Authors
Matthew A. Lakins1, Christel Séguy Veyssier2, Jose Munoz-Olaya1, Emma Goodman1, Robert Hughes1, James J Day1, Quincy Kaka1, Jennifer Ofoedu2, Ryan Fiehler1, Daniel Jones2, Michelle Morrow2 and Neil Brewis1
Organizations
- F-star Therapeutics, Eddeva B920, Babraham Research Campus, Cambridge, CB22 3AT, United Kingdom
- Invox Pharma, Granta Park, Cambridge, CB21 6GH, United Kingdom
Abstract
Introduction:
Agonists of CD137, a co-stimulatory receptor expressed on activated lymphocytes, are under investigation, including their use in combination with immune checkpoint blockade.

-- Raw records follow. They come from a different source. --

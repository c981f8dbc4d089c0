//! Bounded, type-filtered history reads against the message log.
//!
//! The type filter is applied by the store after the key range, so a page
//! can hold fewer matching rows than requested. The planner keeps paging
//! until it has `limit` rows or the range runs out.

use std::sync::Arc;

use chrono::{DateTime, Duration, Utc};
use serde::Serialize;
use thiserror::Error;
use validator::Validate;

use crate::error::DomainError;
use crate::models::{HistoryEntry, HistoryQuery, MessageType};
use crate::repository::{RangeQuery, TelemetryLog};
use shared::time::parse_iso8601;

pub const DEFAULT_LIMIT: u32 = 100;
pub const MAX_LIMIT: u32 = 1000;
/// Window used when `start` is omitted.
pub const DEFAULT_WINDOW_HOURS: i64 = 24;
/// How far back `start` may reach.
pub const MAX_LOOKBACK_DAYS: i64 = 30;

#[derive(Debug, Error)]
pub enum HistoryQueryError {
    #[error("Parameter '{0}' is invalid")]
    InvalidParameter(&'static str),

    #[error("Start time must be before end time")]
    InvalidTimeRange,

    #[error(transparent)]
    Store(#[from] DomainError),
}

impl HistoryQueryError {
    /// Stable error code for callers that expose these errors.
    pub fn code(&self) -> &'static str {
        match self {
            HistoryQueryError::InvalidParameter(_) => "INVALID_PARAMETER",
            HistoryQueryError::InvalidTimeRange => "INVALID_TIME_RANGE",
            HistoryQueryError::Store(_) => "INTERNAL_ERROR",
        }
    }
}

/// A validated history query.
#[derive(Debug, Clone, PartialEq)]
pub struct HistoryPlan {
    pub device_id: String,
    pub message_type: Option<MessageType>,
    pub start: DateTime<Utc>,
    pub end: DateTime<Utc>,
    pub limit: u32,
}

impl HistoryPlan {
    /// Validates raw parameters and fills in defaults relative to `now`.
    pub fn from_query(
        device_id: &str,
        query: &HistoryQuery,
        now: DateTime<Utc>,
    ) -> Result<Self, HistoryQueryError> {
        if query.validate().is_err() {
            return Err(HistoryQueryError::InvalidParameter("limit"));
        }

        let message_type = query
            .message_type
            .as_deref()
            .filter(|t| !t.is_empty())
            .map(|t| MessageType::parse(t).ok_or(HistoryQueryError::InvalidParameter("type")))
            .transpose()?;

        let start = parse_param(query.start.as_deref(), "start")?;
        let end = parse_param(query.end.as_deref(), "end")?;

        if let Some(start) = start {
            if start < now - Duration::days(MAX_LOOKBACK_DAYS) {
                return Err(HistoryQueryError::InvalidParameter("start"));
            }
        }

        let end = end.unwrap_or(now);
        let start = start.unwrap_or(end - Duration::hours(DEFAULT_WINDOW_HOURS));
        if start >= end {
            return Err(HistoryQueryError::InvalidTimeRange);
        }

        Ok(Self {
            device_id: device_id.to_string(),
            message_type,
            start,
            end,
            limit: query.limit.unwrap_or(DEFAULT_LIMIT),
        })
    }
}

fn parse_param(
    value: Option<&str>,
    name: &'static str,
) -> Result<Option<DateTime<Utc>>, HistoryQueryError> {
    match value.filter(|v| !v.is_empty()) {
        Some(v) => parse_iso8601(v)
            .map(Some)
            .ok_or(HistoryQueryError::InvalidParameter(name)),
        None => Ok(None),
    }
}

/// History response body.
#[derive(Debug, Clone, Serialize)]
#[serde(rename_all = "camelCase")]
pub struct HistoryResponse {
    pub device_id: String,
    pub history: Vec<HistoryEntry>,
    pub count: usize,
}

/// Runs history plans against the message log.
pub struct HistoryQueryPlanner {
    log: Arc<dyn TelemetryLog>,
}

impl HistoryQueryPlanner {
    pub fn new(log: Arc<dyn TelemetryLog>) -> Self {
        Self { log }
    }

    /// Validates and runs a query in one step.
    pub async fn history(
        &self,
        device_id: &str,
        query: &HistoryQuery,
        now: DateTime<Utc>,
    ) -> Result<HistoryResponse, HistoryQueryError> {
        let plan = HistoryPlan::from_query(device_id, query, now)?;
        let history = self.execute(&plan).await?;

        Ok(HistoryResponse {
            device_id: plan.device_id,
            count: history.len(),
            history,
        })
    }

    /// Collects up to `limit` rows, newest first.
    pub async fn execute(&self, plan: &HistoryPlan) -> Result<Vec<HistoryEntry>, HistoryQueryError> {
        let limit = plan.limit as usize;
        let mut range = RangeQuery {
            device_id: plan.device_id.clone(),
            start: plan.start,
            end: plan.end,
            message_type: plan.message_type,
            page_size: plan.limit,
            exclusive_start: None,
        };

        let mut entries = Vec::with_capacity(limit);
        let mut pages = 0u32;

        loop {
            let page = self.log.query_range(&range).await?;
            pages += 1;
            entries.extend(page.items.iter().map(HistoryEntry::from));

            if entries.len() >= limit {
                break;
            }
            match page.last_evaluated_key {
                Some(key) if range.exclusive_start.as_ref() != Some(&key) => {
                    range.exclusive_start = Some(key);
                }
                _ => break,
            }
        }

        entries.truncate(limit);

        tracing::debug!(
            device_id = %plan.device_id,
            message_type = ?plan.message_type,
            pages = pages,
            returned = entries.len(),
            "History query completed"
        );

        Ok(entries)
    }
}

#[cfg(test)]
mod tests {
    use super::*;
    use crate::models::{Reading, TelemetryRecord};
    use crate::repository::memory::InMemoryStore;
    use chrono::TimeZone;

    fn now() -> DateTime<Utc> {
        Utc.with_ymd_and_hms(2026, 2, 3, 12, 0, 0).unwrap()
    }

    fn query(message_type: Option<&str>, limit: Option<u32>) -> HistoryQuery {
        HistoryQuery {
            message_type: message_type.map(str::to_string),
            start: None,
            end: None,
            limit,
        }
    }

    fn reading(i: i64) -> Reading {
        match i % 3 {
            0 => Reading::Temp { temperature: 20.0 + i as f64 },
            1 => Reading::Gnss {
                lat: 35.68,
                lon: 139.77,
                accuracy: Some(5.0),
            },
            _ => Reading::GroundFix {
                lat: 35.47,
                lon: 139.60,
                accuracy: Some(200.0),
                fulfilled_with: None,
            },
        }
    }

    async fn seeded(rows: i64) -> Arc<InMemoryStore> {
        let store = Arc::new(InMemoryStore::new());
        for i in 0..rows {
            let record = TelemetryRecord {
                device_id: "dev-1".to_string(),
                timestamp: now() - Duration::minutes(i + 1),
                reading: reading(i),
                device_ts: None,
                received_at: None,
                ttl: None,
            };
            store.insert_record(&record).await.unwrap();
        }
        store
    }

    #[test]
    fn test_defaults() {
        let plan = HistoryPlan::from_query("dev-1", &HistoryQuery::default(), now()).unwrap();
        assert_eq!(plan.limit, DEFAULT_LIMIT);
        assert_eq!(plan.end, now());
        assert_eq!(plan.start, now() - Duration::hours(24));
        assert!(plan.message_type.is_none());
    }

    #[test]
    fn test_invalid_type() {
        let err = HistoryPlan::from_query("dev-1", &query(Some("ZONE_EXIT"), None), now()).unwrap_err();
        assert!(matches!(err, HistoryQueryError::InvalidParameter("type")));
        assert_eq!(err.code(), "INVALID_PARAMETER");
    }

    #[test]
    fn test_invalid_limit() {
        for limit in [0, 1001] {
            let err = HistoryPlan::from_query("dev-1", &query(None, Some(limit)), now()).unwrap_err();
            assert!(matches!(err, HistoryQueryError::InvalidParameter("limit")));
        }
    }

    #[test]
    fn test_start_too_old() {
        let q = HistoryQuery {
            start: Some("2025-12-01T00:00:00.000Z".to_string()),
            ..Default::default()
        };
        let err = HistoryPlan::from_query("dev-1", &q, now()).unwrap_err();
        assert!(matches!(err, HistoryQueryError::InvalidParameter("start")));
    }

    #[test]
    fn test_unparseable_end() {
        let q = HistoryQuery {
            end: Some("tomorrow".to_string()),
            ..Default::default()
        };
        let err = HistoryPlan::from_query("dev-1", &q, now()).unwrap_err();
        assert!(matches!(err, HistoryQueryError::InvalidParameter("end")));
    }

    #[test]
    fn test_start_after_end() {
        let q = HistoryQuery {
            start: Some("2026-02-03T11:00:00Z".to_string()),
            end: Some("2026-02-03T10:00:00Z".to_string()),
            ..Default::default()
        };
        let err = HistoryPlan::from_query("dev-1", &q, now()).unwrap_err();
        assert!(matches!(err, HistoryQueryError::InvalidTimeRange));
        assert_eq!(err.code(), "INVALID_TIME_RANGE");
    }

    #[tokio::test]
    async fn test_paginates_until_limit_filled() {
        let store = seeded(30).await;
        let planner = HistoryQueryPlanner::new(store);

        let response = planner
            .history("dev-1", &query(Some("TEMP"), Some(5)), now())
            .await
            .unwrap();

        assert_eq!(response.count, 5);
        assert!(response
            .history
            .iter()
            .all(|e| e.message_type == MessageType::Temp));
        let timestamps: Vec<_> = response.history.iter().map(|e| e.timestamp).collect();
        let mut sorted = timestamps.clone();
        sorted.sort_by(|a, b| b.cmp(a));
        assert_eq!(timestamps, sorted);
    }

    #[tokio::test]
    async fn test_exactly_fifteen_rows() {
        let store = seeded(15).await;
        let planner = HistoryQueryPlanner::new(store);

        let response = planner
            .history("dev-1", &query(Some("TEMP"), Some(5)), now())
            .await
            .unwrap();
        assert_eq!(response.count, 5);
    }

    #[tokio::test]
    async fn test_range_exhausted_before_limit() {
        let store = seeded(6).await;
        let planner = HistoryQueryPlanner::new(store);

        let response = planner
            .history("dev-1", &query(Some("GNSS"), Some(5)), now())
            .await
            .unwrap();
        assert_eq!(response.count, 2);
    }

    #[tokio::test]
    async fn test_truncates_to_limit() {
        let store = seeded(10).await;
        let planner = HistoryQueryPlanner::new(store);

        let response = planner
            .history("dev-1", &query(None, Some(4)), now())
            .await
            .unwrap();
        assert_eq!(response.count, 4);
        assert_eq!(response.history[0].timestamp, now() - Duration::minutes(1));
    }

    #[tokio::test]
    async fn test_entries_keep_nulls() {
        let store = seeded(3).await;
        let planner = HistoryQueryPlanner::new(store);

        let response = planner
            .history("dev-1", &query(None, None), now())
            .await
            .unwrap();
        let json = serde_json::to_value(&response).unwrap();
        assert_eq!(json["count"], 3);
        for entry in json["history"].as_array().unwrap() {
            for field in ["lat", "lon", "accuracy", "temperature"] {
                assert!(entry.get(field).is_some(), "missing {field}");
            }
        }
    }

    #[tokio::test]
    async fn test_store_failure() {
        let store = seeded(3).await;
        store.fail_device("dev-1").await;
        let planner = HistoryQueryPlanner::new(store);

        let err = planner
            .history("dev-1", &query(None, None), now())
            .await
            .unwrap_err();
        assert!(matches!(err, HistoryQueryError::Store(_)));
    }
}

FS222 is a tetravalent bispecific antibody targeting both CD137 and programmed death-ligand 1 (PD-L1).
Methods:
Fragment crystallizable regions with antigen-binding (Fcab™) domains with high avidity to CD137 were engineered and matured. A resulting Fcab was introduced into a human high-affinity PD-L1 monoclonal antibody, generating FS222. Valency variants of FS222 and its mouse surrogate (FS222m) were generated. Antibody properties were assessed in vitro, while antitumor efficacy and T-cell proliferation were evaluated in vivo.
Results:
FS222 could bind to two copies of each antigen concurrently (‘2+2’ binding). In T-cell activation assays, FS222 and a variant that is bivalent for CD137 and monovalent for PD-L1 activated T cells, whereas monovalent variants for CD137 did not. FS222 had no hook effect up to 300 nM and was superior to a heterodimeric ‘1+1’ CD137/PD-L1 bispecific antibody. In mixed lymphocyte reaction assays, FS222 and another bivalently linked antibody for PD-L1 were more potent than monovalent antibodies for PD-L1. In syngeneic mouse models, FS222m was associated with more peripheral T-cell proliferation and antitumor efficacy than all MC38 or most CT26.WT valency variants.
Discussion:
FS222 could potently target and activate high CD137-expressing tumor-infiltrating lymphocytes due to its high avidity for CD137. FS222 demonstrates activity when PD-L1 levels are limited, highlighting its potential activity in tumors insensitive to PD-1 blockade, and in situations requiring both PD-L1 and CD137 binding. This may have clinical relevance.
Conclusion:
In this study, it was found that the ‘2+2’ structure of FS222 is superior to that of a ‘1+1’ CD137/PD-L1 antibody.